AWS

The introduction of Site Reliability Engineering (SRE)

The introduction of Site Reliability Engineering (SRE) teams in the structure of an organization, is becoming more and more popular in the IT industry and in the DevOps domains.
Let’s discover in this article the reason for SRE popularity and what are the differences and the common points between DevOps and SRE. 


In the last two decades we have witnessed a huge transformation in the way of building and delivering software. The Agile culture first and the DevOps revolution later, have transformed the structure of the tech organizations and they can be seen as a de facto standard in the IT industry.

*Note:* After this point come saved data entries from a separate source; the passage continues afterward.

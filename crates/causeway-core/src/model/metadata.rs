//! Per-kind node metadata.
//!
//! Metadata stays an open string-keyed JSON map because its shape differs per
//! [`EventKind`]. Known keys are type-checked here, at the ingestion
//! boundary, so downstream code can read them without re-validating. Unknown
//! keys pass through untouched.

use std::collections::BTreeMap;

use serde_json::Value;

use crate::error::MetadataError;
use crate::model::EventKind;

/// Node metadata map. Ordered so exports are stable.
pub type Metadata = BTreeMap<String, Value>;

#[derive(Debug, Clone, Copy)]
enum Expected {
    String,
    OptionalString,
    Bool,
    Number,
}

impl Expected {
    const fn describe(self) -> &'static str {
        match self {
            Self::String => "a string",
            Self::OptionalString => "a string or null",
            Self::Bool => "a boolean",
            Self::Number => "a number",
        }
    }

    fn accepts(self, value: &Value) -> bool {
        match self {
            Self::String => value.is_string(),
            Self::OptionalString => value.is_string() || value.is_null(),
            Self::Bool => value.is_boolean(),
            Self::Number => value.is_number(),
        }
    }
}

const fn known_keys(kind: EventKind) -> &'static [(&'static str, Expected)] {
    match kind {
        EventKind::Message(_) => &[("content", Expected::String), ("role", Expected::String)],
        EventKind::TaskCreated => &[
            ("title", Expected::String),
            ("description", Expected::OptionalString),
            ("status", Expected::String),
            ("priority", Expected::OptionalString),
            ("auto_generated", Expected::Bool),
        ],
        EventKind::TaskCompleted => &[
            ("title", Expected::String),
            ("status", Expected::String),
            ("duration_secs", Expected::Number),
        ],
    }
}

/// Check every known key present in `metadata` against the type expected
/// for `kind`.
///
/// # Errors
///
/// Returns the first [`MetadataError`] found.
pub fn validate_metadata(kind: EventKind, metadata: &Metadata) -> Result<(), MetadataError> {
    for (key, expected) in known_keys(kind) {
        let Some(value) = metadata.get(*key) else {
            continue;
        };
        if !expected.accepts(value) {
            return Err(MetadataError {
                kind,
                key: (*key).to_string(),
                expected: expected.describe(),
            });
        }
    }
    Ok(())
}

As everyone knows, IT is a constantly evolving sector and recently we are seeing an increasing popularity of Site Reliability Engineering discipline, especially in the DevOps domains. But what is SRE? And what are the differences and the common points between SRE and DevOps? 

DevOps

DevOps culture has contributed to tearing down the wall between software development and the software operation, providing a set of ideas and practices that has led several benefits:

  • Better collaboration and communication between the parts;
  • Shorter release cycles;
  • Faster innovation;
  • Better systems reliability;
  • Reduced IT costs;
  • Higher software delivery performance.

Even though this sounds amazing, there are still quite a lot of companies that struggle with bringing the DevOps culture in their organization. The reason for this is that DevOps is an ideology and not a methodology or technology, which means it doesn’t say anything about how to successfully implement a good DevOps strategy. 

SRE 

Site Reliability Engineering (SRE) is a discipline that was born at Google in early 2000s to reduce the gap between software development and operations and that was completely independent by the DevOps movement. SRE uses software engineering approaches to solve operational problems.
SRE teams have main focus on:

  • Reliability;
  • Automation.

Let’s deepen these aspects.

Reliability

One of the main goals of the SRE is making and keeping systems up and running “no matter what”. In order to achieve this, it is important to keep in mind that failures and faults can happen. SRE discipline embraces them by focusing on:

  • observability;
  • system performance;
  • High availability (HA);
  • emergency response and disaster recovery; 
  • incidents management;
  • Learning from the past problems;
  • disaster mitigation and prevention.

Automation

Automating all the activities that are traditionally performed manually is another of the main goals of SRE.
Automation and software engineering are used to solve operational problems. 

Automation plays a fundamental role in SRE: it allows us to get rid of human errors present in the processes and the activities that regard the system. One could argue that automation introduces bugs in the system anyway and well, that is true but there is one big difference: one can test automated processes but cannot test processes that involve human activities. 

DevOps vs. SRE

As we have understood, both DevOps culture and SRE discipline aim to reduce the gap between software development and operations. Below we summarize them, describing their common goal first and where they differ the most. 

class SRE implements DevOps

As mentioned earlier DevOps doesn’t say anything about how to successfully bring the culture in the organization since it is an ideology. On the other hand, SRE can be seen as implementation of the DevOps philosophy. 
In fact, even though the origins of SRE are completely independent from DevOps, and the discipline provides additional practices that are not part of DevOps, SRE implements DevOps ideas.

Responsibility and Code ownership

SRE can be considered the next stage of DevOps because of the focus on code ownership: the SRE engineer accepts the responsibility of owning the code they develop, in production. A bit different from DevOps where the responsibilities are shared to achieve a shorter release cycle and to improve the collaborations.

Conclusions

The introduction of Site Reliability Engineering (SRE) teams in the structure of an organization, is becoming more and more popular in the IT industry and in the DevOps domains. 
The reason for its popularity can be found in the benefits that the discipline brings: 

  • Better collaboration and communication between the parts;
  • Shorter release cycles;
  • Faster innovation;
  • Better systems reliability;
  • Reduced IT costs;
  • Higher software delivery performance;
  • Reducing incidents in production;
  • Code ownership;
  • Automation of the processes;

As you could notice some of these benefits are exactly the same that you will experience bringing DevOps in your organization.

SRE can be considered an implementation of DevOps culture that has the goal of making and keeping services reliable.